Cleaning dusts off a ghostly murder story

The last thing Roy Madelin expected when he cleaned out his cupboards on a fine summer's day was to be reminded of the ghostly story of a murdering rogue who robbed pilgrims of their gold.
His parents, Phylis and Roy, had told him the tale of a cold-eyed killer who went under the name of Foister who preyed on travellers at Ham Hill - and he was curious to find out more.
Some 25 years ago, he contacted the Western Gazette and through its pages found W. Hardin Osborne of Montacute, who was able to tell him the full story and supply him with a map of where the events took place.
Foister, who lived in the district end of Montacute, would invite travellers to his home only to murder them in the night for their gold and jewellery.
The authorities eventually caught him for his heinous crimes, and stuck him in an iron gibbet hung from a tree at Batemore Barn, near the road now known as Foister's Gully, where he starved to death.
His cries of "bread for Foister" were heard for several days all over the village and when he was taken down his hands and wrists were found to have been gnawed to the bone.
A passing woman took pity and gave him some candles she was carrying but was almost lynched for her trouble.
This week, Mr Madelin, who is retired, found Mr Osborne's notes and diagrams while sorting through papers and contacted the Western Gazette again to breathe fresh life into the legend.
He said: "My mother told me of the time she and my father saw something on Ham Hill when I was younger.
"What she described as an evil substance came floating up to them.
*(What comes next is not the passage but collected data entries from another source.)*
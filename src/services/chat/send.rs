use actix_web::{HttpRequest, HttpResponse, Result as ActixResult};

use super::ChatService;
use crate::ai::prompts::{CHAT_EMPTY_REPLY, CONNECTION_ERROR_REPLY, SYSTEM_PROMPT};
use crate::ai::{ChatTurn, GenerationRequest};
use crate::config::AppConfig;
use crate::models::chat::{
    ChatMessage, ChatRole,
    requests::{CreateChatMessageRequest, SendChatRequest},
    responses::SendChatResponse,
};
use crate::models::{ApiResponse, ErrorCode};
use crate::services::{current_user, generator_of, internal_error, storage_of};
use crate::utils::validate::require_text;

pub async fn send(
    _service: &ChatService,
    body: SendChatRequest,
    request: &HttpRequest,
) -> ActixResult<HttpResponse> {
    let user = match current_user(request) {
        Ok(user) => user,
        Err(response) => return Ok(response),
    };
    let storage = storage_of(request)?;
    let generator = generator_of(request)?;

    let Some(text) = require_text(&body.text) else {
        return Ok(HttpResponse::BadRequest().json(ApiResponse::error_empty(
            ErrorCode::ChatMessageInvalid,
            "Mesaj boş olamaz.",
        )));
    };

    // 先读历史再写入新消息，避免重复
    let history = match storage.list_chat_history(&user.username).await {
        Ok(history) => history,
        Err(e) => return Ok(internal_error(ErrorCode::InternalServerError, "Failed to load chat history", e)),
    };

    let user_message = match storage
        .append_chat_message(CreateChatMessageRequest {
            username: user.username.clone(),
            role: ChatRole::User,
            text: text.to_string(),
            timestamp: chrono::Utc::now().timestamp_millis(),
        })
        .await
    {
        Ok(message) => message,
        Err(e) => return Ok(internal_error(ErrorCode::InternalServerError, "Failed to store chat message", e)),
    };

    let mut contents: Vec<ChatTurn> = history
        .into_iter()
        .map(|m| ChatTurn { role: m.role, text: m.text })
        .collect();
    contents.push(ChatTurn::user(text));

    let generation = GenerationRequest::conversation(
        SYSTEM_PROMPT,
        contents,
        AppConfig::get().ai.temperature,
    );

    let reply = match generator.generate(generation).await {
        Ok(reply_text) => {
            let reply_text = if reply_text.trim().is_empty() {
                CHAT_EMPTY_REPLY.to_string()
            } else {
                reply_text
            };
            match storage
                .append_chat_message(CreateChatMessageRequest {
                    username: user.username.clone(),
                    role: ChatRole::Model,
                    text: reply_text,
                    timestamp: chrono::Utc::now().timestamp_millis(),
                })
                .await
            {
                Ok(message) => message,
                Err(e) => {
                    return Ok(internal_error(
                        ErrorCode::InternalServerError,
                        "Failed to store model reply",
                        e,
                    ));
                }
            }
        }
        Err(e) => {
            // 连接失败的提示只返回给客户端，不写入记录
            tracing::warn!("Chat generation failed for {}: {}", user.username, e);
            ChatMessage::transient(ChatRole::Model, CONNECTION_ERROR_REPLY)
        }
    };

    Ok(HttpResponse::Ok().json(ApiResponse::success(
        SendChatResponse { user_message, reply },
        "Mesaj gönderildi.",
    )))
}
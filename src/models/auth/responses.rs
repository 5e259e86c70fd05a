use crate::models::users::User;
use serde::Serialize;
use ts_rs::TS;

// 登录/注册响应
#[derive(Debug, Serialize, TS)]
#[ts(export, export_to = "../frontend/src/types/generated/auth.ts")]
pub struct LoginResponse {
    pub access_token: String,
    pub expires_in: i64,
    pub user: User,
    pub created_at: chrono::DateTime<chrono::Utc>,
}

#[derive(Debug, Serialize, TS)]
#[ts(export, export_to = "../frontend/src/types/generated/auth.ts")]
pub struct RefreshTokenResponse {
    pub access_token: String,
    pub expires_in: i64,
}

#[derive(Debug, Serialize, TS)]
#[ts(export, export_to = "../frontend/src/types/generated/auth.ts")]
pub struct UserInfoResponse {
    pub user: User,
}
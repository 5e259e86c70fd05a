use serde::{Deserialize, Serialize};
use ts_rs::TS;

// 导出文件格式
#[derive(Debug, Clone, Copy, Default, Serialize, Deserialize, PartialEq, Eq, TS)]
#[serde(rename_all = "snake_case")]
#[ts(export, export_to = "../frontend/src/types/generated/export.ts")]
pub enum ExportFormat {
    #[default]
    Docx,
    Pdf,
}

impl ExportFormat {
    pub fn extension(&self) -> &'static str {
        match self {
            ExportFormat::Docx => "docx",
            ExportFormat::Pdf => "pdf",
        }
    }

    pub fn content_type(&self) -> &'static str {
        match self {
            ExportFormat::Docx => {
                "application/vnd.openxmlformats-officedocument.wordprocessingml.document"
            }
            ExportFormat::Pdf => "application/pdf",
        }
    }
}

#[derive(Debug, Clone, Default, Deserialize, TS)]
#[ts(export, export_to = "../frontend/src/types/generated/export.ts")]
pub struct TeamMember {
    #[serde(default)]
    pub name: String,
    #[serde(default)]
    pub role: String,
    #[serde(default)]
    pub class: String,
}

// 团队介绍文件导出请求
#[derive(Debug, Deserialize, TS)]
#[ts(export, export_to = "../frontend/src/types/generated/export.ts")]
pub struct TeamFileRequest {
    #[serde(default)]
    pub format: ExportFormat,
    #[serde(default)]
    pub team_name: String,
    #[serde(default)]
    pub team_description: String,
    #[serde(default)]
    pub members: Vec<TeamMember>,
}

impl TeamFileRequest {
    /// 至少保留一名成员（空白行）
    pub fn normalized_members(&self) -> Vec<TeamMember> {
        if self.members.is_empty() {
            vec![TeamMember::default()]
        } else {
            self.members.clone()
        }
    }

    pub fn file_name(&self) -> String {
        let base = self.team_name.trim();
        let base = if base.is_empty() { "takim" } else { base };
        format!("{base}_dosyasi.{}", self.format.extension())
    }
}

#[cfg(test)]
mod tests {
    use super::*;

    #[test]
    fn test_file_name_falls_back_to_takim() {
        let request = TeamFileRequest {
            format: ExportFormat::Pdf,
            team_name: "  ".into(),
            team_description: String::new(),
            members: vec![],
        };
        assert_eq!(request.file_name(), "takim_dosyasi.pdf");
        assert_eq!(request.normalized_members().len(), 1);
    }

    #[test]
    fn test_file_name_uses_team_name() {
        let request: TeamFileRequest =
            serde_json::from_str(r#"{"team_name":"Rize Tekno","members":[{"name":"Ali"}]}"#)
                .expect("valid request");
        assert_eq!(request.format, ExportFormat::Docx);
        assert_eq!(request.file_name(), "Rize Tekno_dosyasi.docx");
        assert_eq!(request.normalized_members()[0].name, "Ali");
    }
}
//! Rize Teknofest 项目写作助手后端服务
//!
//! 基于 Actix Web 构建：学生借助 AI 撰写项目报告，指导教师审阅并反馈，
//! 管理员维护账号。
//!
//! # 架构
//! - `ai`: 生成式文本服务（Gemini）与提示词
//! - `cache`: 进程内缓存（Moka）
//! - `catalog`: 向导问题集、比赛信息等静态内容
//! - `config`: 配置管理
//! - `documents`: Word / PDF 生成与文本提取
//! - `entity`: SeaORM 数据库实体
//! - `errors`: 统一错误处理
//! - `middlewares`: 认证授权与限流中间件
//! - `models`: 数据模型定义
//! - `routes`: API 路由层
//! - `runtime`: 运行时生命周期管理
//! - `services`: 业务逻辑层
//! - `storage`: 数据存储层（SeaORM）
//! - `utils`: 工具函数

pub mod ai;
pub mod cache;
pub mod catalog;
pub mod config;
pub mod documents;
pub mod entity;
pub mod errors;
pub mod middlewares;
pub mod models;
pub mod routes;
pub mod runtime;
pub mod services;
pub mod storage;
pub mod utils;
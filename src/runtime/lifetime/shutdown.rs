use tokio::signal;
use tracing::{error, warn};

pub async fn listen_for_shutdown() {
    // 等待 Ctrl+C 信号
    if let Err(e) = signal::ctrl_c().await {
        error!("Failed to listen for shutdown signal: {}", e);
        std::future::pending::<()>().await;
    }
    warn!("Shutdown signal received, initiating graceful shutdown...");
}
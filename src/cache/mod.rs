//! 进程内对象缓存
//!
//! 目前只用于缓存已认证用户（键为 `user:{id}`），资料变更和删除用户时失效。

pub mod object_cache;

use async_trait::async_trait;
use std::sync::Arc;

pub use object_cache::moka::MokaCacheWrapper;

#[derive(Debug, Clone, PartialEq, Eq)]
pub enum CacheResult<T> {
    Found(T),
    NotFound,
}

#[async_trait]
pub trait ObjectCache: Send + Sync {
    async fn get_raw(&self, key: &str) -> CacheResult<String>;
    async fn insert_raw(&self, key: String, value: String, ttl: u64);
    async fn remove(&self, key: &str);
    async fn invalidate_all(&self);
}

/// 用户缓存键
pub fn user_cache_key(user_id: i64) -> String {
    format!("user:{user_id}")
}

/// 创建缓存实例
pub fn create_cache() -> Arc<dyn ObjectCache> {
    Arc::new(MokaCacheWrapper::new())
}
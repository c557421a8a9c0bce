//! Elohim Blockservice - content-addressed blocks served from a pack CDN
//!
//! Stores blocks by appending them to large remote packs and remembers where
//! each one landed, so reads become a single ranged fetch. Blocks the CDN
//! doesn't know are requested from the peer exchange and, on request,
//! written back.
//!
//! ## Architecture
//!
//! - **Validator**: rejects CIDs built on unsafe hash functions
//! - **Placement index**: block hash → (pack, offset, size), owner → current pack
//! - **Remote packs**: append-only pack CDN (upload, append, ranged fetch)
//! - **Blockstore**: local cache, owned by the caller
//! - **Exchange**: peer fetches for everything the CDN misses
//!
//! ## Why Packs?
//!
//! | Per-block objects | Packs |
//! |-------------------|-------|
//! | One request per block written | One request per 32 blocks |
//! | Millions of tiny CDN objects | A few 100 MiB files |
//! | Deletable | Append-only: deletes only evict the local cache |
//!
//! ## Storage Layout
//!
//! ```text
//! ~/.local/share/elohim-blockservice/
//! ├── placements.sled/       # Placement index
//! ├── cache/blocks/          # Filesystem blockstore
//! └── config.toml            # Configuration
//! ```

pub mod block;
pub mod blockstore;
pub mod config;
pub mod context;
pub mod error;
pub mod exchange;
pub mod index;
pub mod metering;
pub mod pack;
pub mod remote;
pub mod service;
pub mod session;
pub mod stats;
pub mod streamer;
pub mod validator;

mod reader;

// Re-exports
pub use block::{content_hash_hex, Block};
pub use blockstore::{Blockstore, FsBlockstore, MemoryBlockstore};
pub use config::{Config, ServiceConfig};
pub use context::CallContext;
pub use error::{BlockServiceError, Result};
pub use exchange::{BlockStream, Exchange, Fetcher, MemoryExchange};
pub use index::{FileInfo, FileRecord, LocalIndex, MemoryIndex, PlacementIndex, SledIndex};
pub use metering::{BandwidthUsage, HttpUsageReporter, UsageReporter};
pub use remote::{HttpRemoteStore, MemoryRemoteStore, PackReceipt, Placement, RemoteStore};
pub use service::{BlockGetter, BlockService};
pub use session::Session;
pub use stats::ServiceStats;
pub use streamer::MAX_BATCH;
pub use validator::validate_cid;
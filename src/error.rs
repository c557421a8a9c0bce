//! Error types for elohim-blockservice

use cid::Cid;
use thiserror::Error;

/// Errors surfaced by the block service and its collaborators
#[derive(Error, Debug)]
pub enum BlockServiceError {
    /// CID built with a hash function on the deny-list
    #[error("Unsafe CID {cid}: {reason}")]
    Security { cid: Cid, reason: String },

    /// No backing store has the block
    #[error("Block not found: {0}")]
    NotFound(Cid),

    /// I/O failure against an external collaborator
    #[error("{collaborator} error: {message}")]
    Upstream {
        collaborator: &'static str,
        message: String,
    },

    /// Batch write where some blocks failed; the others stay persisted
    #[error("{} of the batch failed to store", .0.len())]
    Aggregate(Vec<(Cid, BlockServiceError)>),

    /// Caller cancelled the operation
    #[error("Operation cancelled")]
    Cancelled,

    #[error("Configuration error: {0}")]
    Config(String),

    #[error("IO error: {0}")]
    Io(#[from] std::io::Error),

    #[error("JSON error: {0}")]
    Json(#[from] serde_json::Error),

    #[error("Database error: {0}")]
    Database(#[from] sled::Error),
}

impl BlockServiceError {
    pub fn index(message: impl ToString) -> Self {
        Self::Upstream {
            collaborator: "LocalIndex",
            message: message.to_string(),
        }
    }

    pub fn remote(message: impl ToString) -> Self {
        Self::Upstream {
            collaborator: "RemoteStore",
            message: message.to_string(),
        }
    }

    pub fn exchange(message: impl ToString) -> Self {
        Self::Upstream {
            collaborator: "Exchange",
            message: message.to_string(),
        }
    }

    pub fn metering(message: impl ToString) -> Self {
        Self::Upstream {
            collaborator: "Metering",
            message: message.to_string(),
        }
    }

    /// True when the block is definitely absent rather than unreachable
    pub fn is_not_found(&self) -> bool {
        matches!(self, Self::NotFound(_))
    }

    pub fn is_security(&self) -> bool {
        matches!(self, Self::Security { .. })
    }
}

impl From<reqwest::Error> for BlockServiceError {
    fn from(e: reqwest::Error) -> Self {
        Self::remote(e)
    }
}

pub type Result<T> = std::result::Result<T, BlockServiceError>;
//! Sled-backed placement index

use async_trait::async_trait;
use sled::Db;
use std::path::Path;
use tracing::info;

use super::LocalIndex;
use crate::error::Result;

/// Placement index persisted in a local sled database
pub struct SledIndex {
    db: Db,
}

impl SledIndex {
    /// Open or create the index database
    pub fn open<P: AsRef<Path>>(path: P) -> Result<Self> {
        let db = sled::open(path.as_ref())?;
        info!(path = %path.as_ref().display(), "Opened placement index");
        Ok(Self { db })
    }

    pub async fn flush(&self) -> Result<()> {
        self.db.flush_async().await?;
        Ok(())
    }

    pub fn len(&self) -> usize {
        self.db.len()
    }

    pub fn is_empty(&self) -> bool {
        self.db.is_empty()
    }
}

#[async_trait]
impl LocalIndex for SledIndex {
    async fn get(&self, key: &[u8]) -> Result<Option<Vec<u8>>> {
        Ok(self.db.get(key)?.map(|v| v.to_vec()))
    }

    async fn put(&self, key: &[u8], value: Vec<u8>) -> Result<()> {
        self.db.insert(key, value)?;
        Ok(())
    }
}
//! Block service orchestrator
//!
//! Routes every operation across the four collaborators:
//!
//! | Operation      | Index | Remote packs | Blockstore | Exchange       |
//! |----------------|-------|--------------|------------|----------------|
//! | add_block(s)   | r/w   | upload/append| -          | notify         |
//! | get_block(s)   | r     | range fetch  | write-back | fetch + notify |
//! | delete_block   | -     | -            | delete     | -              |
//! | close          | -     | -            | -          | close          |
//!
//! Packs are append-only, so deleting a block only evicts it from the local
//! blockstore. The index and the CDN keep serving it.

use async_trait::async_trait;
use cid::Cid;
use std::sync::Arc;
use tracing::{debug, warn};

use crate::block::Block;
use crate::blockstore::Blockstore;
use crate::config::ServiceConfig;
use crate::context::CallContext;
use crate::error::{BlockServiceError, Result};
use crate::exchange::{BlockStream, Exchange};
use crate::index::{LocalIndex, PlacementIndex};
use crate::metering::UsageReporter;
use crate::pack::PackWriter;
use crate::reader::{FetcherSource, ReadCore};
use crate::remote::RemoteStore;
use crate::stats::{ServiceStats, StatsCounters};
use crate::streamer::stream_blocks;
use crate::validator::validate_cid;

/// Read access shared by [`BlockService`] and [`crate::Session`]
#[async_trait]
pub trait BlockGetter: Send + Sync {
    async fn get_block(&self, cid: &Cid, ctx: &CallContext) -> Result<Block>;

    /// Unordered, possibly partial; see [`BlockService::get_blocks`]
    fn get_blocks(&self, cids: Vec<Cid>, ctx: &CallContext) -> BlockStream;
}

/// Content-addressed block service backed by a pack CDN
#[derive(Clone)]
pub struct BlockService {
    core: Arc<ReadCore>,
    exchange: Option<Arc<dyn Exchange>>,
}

impl BlockService {
    /// Service that skips uploads of blocks already indexed
    ///
    /// Without an exchange the service runs offline: misses are `NotFound`.
    pub fn new(
        blockstore: Arc<dyn Blockstore>,
        exchange: Option<Arc<dyn Exchange>>,
        index: Arc<dyn LocalIndex>,
        remote: Arc<dyn RemoteStore>,
    ) -> Self {
        Self::build(blockstore, exchange, index, remote, ServiceConfig::default())
    }

    /// Service that uploads every added block, indexed or not
    pub fn write_through(
        blockstore: Arc<dyn Blockstore>,
        exchange: Option<Arc<dyn Exchange>>,
        index: Arc<dyn LocalIndex>,
        remote: Arc<dyn RemoteStore>,
    ) -> Self {
        let config = ServiceConfig {
            check_first: false,
            ..ServiceConfig::default()
        };
        Self::build(blockstore, exchange, index, remote, config)
    }

    fn build(
        blockstore: Arc<dyn Blockstore>,
        exchange: Option<Arc<dyn Exchange>>,
        index: Arc<dyn LocalIndex>,
        remote: Arc<dyn RemoteStore>,
        config: ServiceConfig,
    ) -> Self {
        let index = PlacementIndex::new(index);
        let writer = PackWriter::new(index.clone(), Arc::clone(&remote));
        Self {
            core: Arc::new(ReadCore {
                blockstore,
                index,
                remote,
                writer,
                config,
                usage: None,
                stats: Arc::new(StatsCounters::default()),
            }),
            exchange,
        }
    }

    /// Replace every tunable, `check_first` included
    pub fn with_config(mut self, config: ServiceConfig) -> Self {
        let mut core = (*self.core).clone();
        core.config = config;
        self.core = Arc::new(core);
        self
    }

    /// Report CDN bandwidth when running as a dedicated gateway
    pub fn with_usage_reporter(mut self, reporter: Arc<dyn UsageReporter>) -> Self {
        let mut core = (*self.core).clone();
        core.usage = Some(reporter);
        self.core = Arc::new(core);
        self
    }

    pub fn blockstore(&self) -> &Arc<dyn Blockstore> {
        &self.core.blockstore
    }

    pub fn exchange(&self) -> Option<&Arc<dyn Exchange>> {
        self.exchange.as_ref()
    }

    pub fn config(&self) -> &ServiceConfig {
        &self.core.config
    }

    pub fn stats(&self) -> ServiceStats {
        self.core.stats.snapshot()
    }

    pub(crate) fn core(&self) -> Arc<ReadCore> {
        Arc::clone(&self.core)
    }

    fn source(&self) -> FetcherSource {
        FetcherSource::for_exchange(self.exchange.as_ref())
    }

    /// Store one block in the owner's current pack
    ///
    /// With `check_first`, a block already indexed returns `Ok` without any
    /// upload. A failure after the upload leaves the block in its pack but
    /// unindexed; retrying uploads it again.
    pub async fn add_block(&self, block: Block, ctx: &CallContext) -> Result<()> {
        validate_cid(block.cid())?;
        if ctx.cancel.is_cancelled() {
            return Err(BlockServiceError::Cancelled);
        }

        if self.core.config.check_first && self.is_indexed(block.cid()).await {
            StatsCounters::incr(&self.core.stats.dedup_skips, 1);
            debug!(cid = %block.cid(), "Block already indexed, skipping upload");
            return Ok(());
        }

        let outcome = self.core.ingest(ctx.owner(), vec![block]).await?;
        if let Some((_, e)) = outcome.failed.into_iter().next() {
            return Err(e);
        }

        self.announce(&outcome.stored).await;
        Ok(())
    }

    /// Store many blocks, sharing one target pack
    ///
    /// Any unsafe id fails the whole call before anything is written. Blocks
    /// that fail to upload or index are returned in
    /// [`BlockServiceError::Aggregate`]; the blocks that succeeded stay
    /// stored and indexed.
    pub async fn add_blocks(&self, blocks: Vec<Block>, ctx: &CallContext) -> Result<()> {
        for block in &blocks {
            validate_cid(block.cid())?;
        }
        if ctx.cancel.is_cancelled() {
            return Err(BlockServiceError::Cancelled);
        }

        let pending = if self.core.config.check_first {
            let mut pending = Vec::with_capacity(blocks.len());
            for block in blocks {
                if self.is_indexed(block.cid()).await {
                    StatsCounters::incr(&self.core.stats.dedup_skips, 1);
                } else {
                    pending.push(block);
                }
            }
            pending
        } else {
            blocks
        };

        if pending.is_empty() {
            debug!("Every block already indexed");
            return Ok(());
        }

        let outcome = self.core.ingest(ctx.owner(), pending).await?;
        if !outcome.failed.is_empty() {
            warn!(
                stored = outcome.stored.len(),
                failed = outcome.failed.len(),
                "Batch write partially failed"
            );
            return Err(BlockServiceError::Aggregate(outcome.failed));
        }

        self.announce(&outcome.stored).await;
        Ok(())
    }

    /// Fetch one block: CDN first, then the exchange
    pub async fn get_block(&self, cid: &Cid, ctx: &CallContext) -> Result<Block> {
        self.core.get_block(cid, ctx, &self.source()).await
    }

    /// Stream many blocks
    ///
    /// Unsafe ids are dropped. CDN hits come first in request order, then
    /// exchange blocks in arrival order. The stream can end before every id
    /// was delivered (not found, exchange gave up, cancelled); compare the
    /// received ids with the requested ones.
    pub fn get_blocks(&self, cids: Vec<Cid>, ctx: &CallContext) -> BlockStream {
        stream_blocks(self.core(), cids, ctx.clone(), self.source())
    }

    /// Evict a block from the local blockstore
    pub async fn delete_block(&self, cid: &Cid) -> Result<()> {
        validate_cid(cid)?;
        self.core.blockstore.delete(cid).await?;
        debug!(cid = %cid, "Deleted block from blockstore");
        Ok(())
    }

    /// Close the exchange. The stores are owned by the caller and stay open.
    pub async fn close(&self) -> Result<()> {
        match &self.exchange {
            Some(exchange) => exchange.close().await,
            None => Ok(()),
        }
    }

    async fn is_indexed(&self, cid: &Cid) -> bool {
        match self.core.index.has_file_info(cid).await {
            Ok(indexed) => indexed,
            Err(e) => {
                warn!(cid = %cid, error = %e, "Placement lookup failed, uploading anyway");
                false
            }
        }
    }

    async fn announce(&self, blocks: &[Block]) {
        let Some(exchange) = &self.exchange else {
            return;
        };
        if blocks.is_empty() {
            return;
        }
        if let Err(e) = exchange.notify_new_blocks(blocks).await {
            warn!(blocks = blocks.len(), error = %e, "Could not tell the exchange about new blocks");
        }
    }
}

#[async_trait]
impl BlockGetter for BlockService {
    async fn get_block(&self, cid: &Cid, ctx: &CallContext) -> Result<Block> {
        BlockService::get_block(self, cid, ctx).await
    }

    fn get_blocks(&self, cids: Vec<Cid>, ctx: &CallContext) -> BlockStream {
        BlockService::get_blocks(self, cids, ctx)
    }
}

#[cfg(test)]
mod tests {
    use super::*;
    use crate::blockstore::MemoryBlockstore;
    use crate::exchange::MemoryExchange;
    use crate::index::MemoryIndex;
    use crate::remote::MemoryRemoteStore;

    struct Fixture {
        service: BlockService,
        exchange: MemoryExchange,
        remote: Arc<MemoryRemoteStore>,
        blockstore: Arc<MemoryBlockstore>,
    }

    fn fixture() -> Fixture {
        let exchange = MemoryExchange::new();
        let remote = Arc::new(MemoryRemoteStore::new());
        let blockstore = Arc::new(MemoryBlockstore::new());
        let service = BlockService::new(
            blockstore.clone(),
            Some(Arc::new(exchange.clone())),
            Arc::new(MemoryIndex::new()),
            remote.clone(),
        );
        Fixture {
            service,
            exchange,
            remote,
            blockstore,
        }
    }

    #[tokio::test]
    async fn test_add_then_get_from_cdn() {
        let f = fixture();
        let block = Block::new(b"hello pack".to_vec());
        let ctx = CallContext::new().with_owner("u1");

        f.service.add_block(block.clone(), &ctx).await.unwrap();
        let got = f.service.get_block(block.cid(), &ctx).await.unwrap();

        assert_eq!(got, block);
        assert_eq!(f.exchange.get_block_calls(), 0);
        assert_eq!(f.exchange.notified(), 1);
        assert_eq!(f.remote.range_fetch_count(), 1);

        let stats = f.service.stats();
        assert_eq!(stats.cdn_hits, 1);
        assert_eq!(stats.packs_created, 1);
    }

    #[tokio::test]
    async fn test_dedup_skips_upload() {
        let f = fixture();
        let block = Block::new(b"once".to_vec());
        let ctx = CallContext::new().with_owner("u1");

        f.service.add_block(block.clone(), &ctx).await.unwrap();
        f.service.add_block(block, &ctx).await.unwrap();

        assert_eq!(f.remote.upload_count(), 1);
        assert_eq!(f.remote.append_count(), 0);
        assert_eq!(f.service.stats().dedup_skips, 1);
    }

    #[tokio::test]
    async fn test_write_through_uploads_again() {
        let remote = Arc::new(MemoryRemoteStore::new());
        let service = BlockService::write_through(
            Arc::new(MemoryBlockstore::new()),
            None,
            Arc::new(MemoryIndex::new()),
            remote.clone(),
        );
        let block = Block::new(b"again".to_vec());
        let ctx = CallContext::new().with_owner("u1");

        service.add_block(block.clone(), &ctx).await.unwrap();
        service.add_block(block, &ctx).await.unwrap();

        assert_eq!(remote.upload_count(), 1);
        assert_eq!(remote.append_count(), 1);
    }

    #[tokio::test]
    async fn test_get_falls_back_to_exchange_without_caching() {
        let f = fixture();
        let block = Block::new(b"from peers".to_vec());
        f.exchange.insert(block.clone());

        let got = f.service.get_block(block.cid(), &CallContext::new()).await.unwrap();

        assert_eq!(got, block);
        assert_eq!(f.remote.upload_count(), 0);
        assert!(f.blockstore.is_empty());
        assert_eq!(f.service.stats().exchange_fetches, 1);
    }

    #[tokio::test]
    async fn test_missing_everywhere_is_not_found() {
        let f = fixture();
        let block = Block::new(b"nowhere".to_vec());

        let err = f
            .service
            .get_block(block.cid(), &CallContext::new())
            .await
            .unwrap_err();
        assert!(err.is_not_found());
    }

    #[tokio::test]
    async fn test_delete_only_touches_blockstore() {
        let f = fixture();
        let block = Block::new(b"cached".to_vec());
        let ctx = CallContext::new().with_owner("u1");
        f.service.add_block(block.clone(), &ctx).await.unwrap();
        f.blockstore.put(&block).await.unwrap();

        f.service.delete_block(block.cid()).await.unwrap();

        assert!(!f.blockstore.has(block.cid()).await.unwrap());
        assert_eq!(f.service.get_block(block.cid(), &ctx).await.unwrap(), block);
    }

    #[tokio::test]
    async fn test_close_closes_exchange() {
        let f = fixture();
        f.service.close().await.unwrap();
        assert!(f.exchange.is_closed());
    }

    #[tokio::test]
    async fn test_add_after_cancel() {
        let f = fixture();
        let ctx = CallContext::new();
        ctx.cancel.cancel();

        let err = f
            .service
            .add_block(Block::new(b"late".to_vec()), &ctx)
            .await
            .unwrap_err();
        assert!(matches!(err, BlockServiceError::Cancelled));
        assert_eq!(f.remote.upload_count(), 0);
    }
}
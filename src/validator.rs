//! Hash security checks for CIDs
//!
//! Every operation validates its ids before touching any store. A CID that
//! fails here is never persisted, fetched or forwarded to the exchange.

use cid::Cid;
use tracing::warn;

use crate::error::{BlockServiceError, Result};

/// Multihash code of the identity "hash" (payload inlined into the id)
pub const IDENTITY_CODE: u64 = 0x00;

/// Shortest digest accepted for a real hash function
pub const MIN_DIGEST_LEN: usize = 20;

/// Hash functions that are broken or not cryptographic
const DENIED_CODES: &[(u64, &str)] = &[
    (0x11, "sha1"),
    (0x22, "murmur3-x64-64"),
    (0x23, "murmur3-32"),
    (0xd4, "md4"),
    (0xd5, "md5"),
];

/// Reject CIDs whose hash function is unsafe
pub fn validate_cid(cid: &Cid) -> Result<()> {
    let hash = cid.hash();
    let code = hash.code();
    let len = hash.digest().len();

    if let Some((_, name)) = DENIED_CODES.iter().find(|(denied, _)| *denied == code) {
        return Err(BlockServiceError::Security {
            cid: *cid,
            reason: format!("hash function {} is not allowed", name),
        });
    }

    // Identity digests inline the payload; `Cid` caps them at 64 bytes
    if code == IDENTITY_CODE {
        return Ok(());
    }

    if len < MIN_DIGEST_LEN {
        return Err(BlockServiceError::Security {
            cid: *cid,
            reason: format!("digest of {} bytes is shorter than {}", len, MIN_DIGEST_LEN),
        });
    }

    Ok(())
}

/// Keep the safe ids, logging each one dropped
pub fn retain_valid(cids: Vec<Cid>) -> Vec<Cid> {
    if cids.iter().all(|c| validate_cid(c).is_ok()) {
        return cids;
    }

    cids.into_iter()
        .filter(|c| match validate_cid(c) {
            Ok(()) => true,
            Err(e) => {
                warn!(cid = %c, error = %e, "Dropping unsafe CID from batch read");
                false
            }
        })
        .collect()
}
It then followed them down the hill bobbing up and down behind a hedge.
"There was also an odd, old lady living in Montacute around the time of the 1930s who is said to have seen Foister's ghost. She was called Katie Axe. She often used to wander off into the countryside by herself.
"One night, she burst into the Phelips Arms, I think it was, screaming 'I've seen the Devil at Batemore Barn.'
"I know that several other people have seen things up there as well. I just wanted to see if anyone else has seen anything mysterious."

Report BY Simon Garnett
Western Gazette, Yeovil Edition, Thursday 9th August 2001

Comment: Ham Hill is a large iron age hill fort, and gets its name from the hamstone that is quarried there.
et tu...?

You too? Damn...I was quite surprised at seeing the article without the accompanying pic....You'd think they'd at least have the good (or bad as the case may be?) grace to put the pic or a least a link to the pic with the article. I'd also be intesnsely fascinated to see it.
No pork pie...

wintermute said:
Hamstone? What the pigging hell is that?

IRONically enough, it is normal sandstone with a high iron content, which fits in nicely with the emf theories... not that I have an agenda or anything....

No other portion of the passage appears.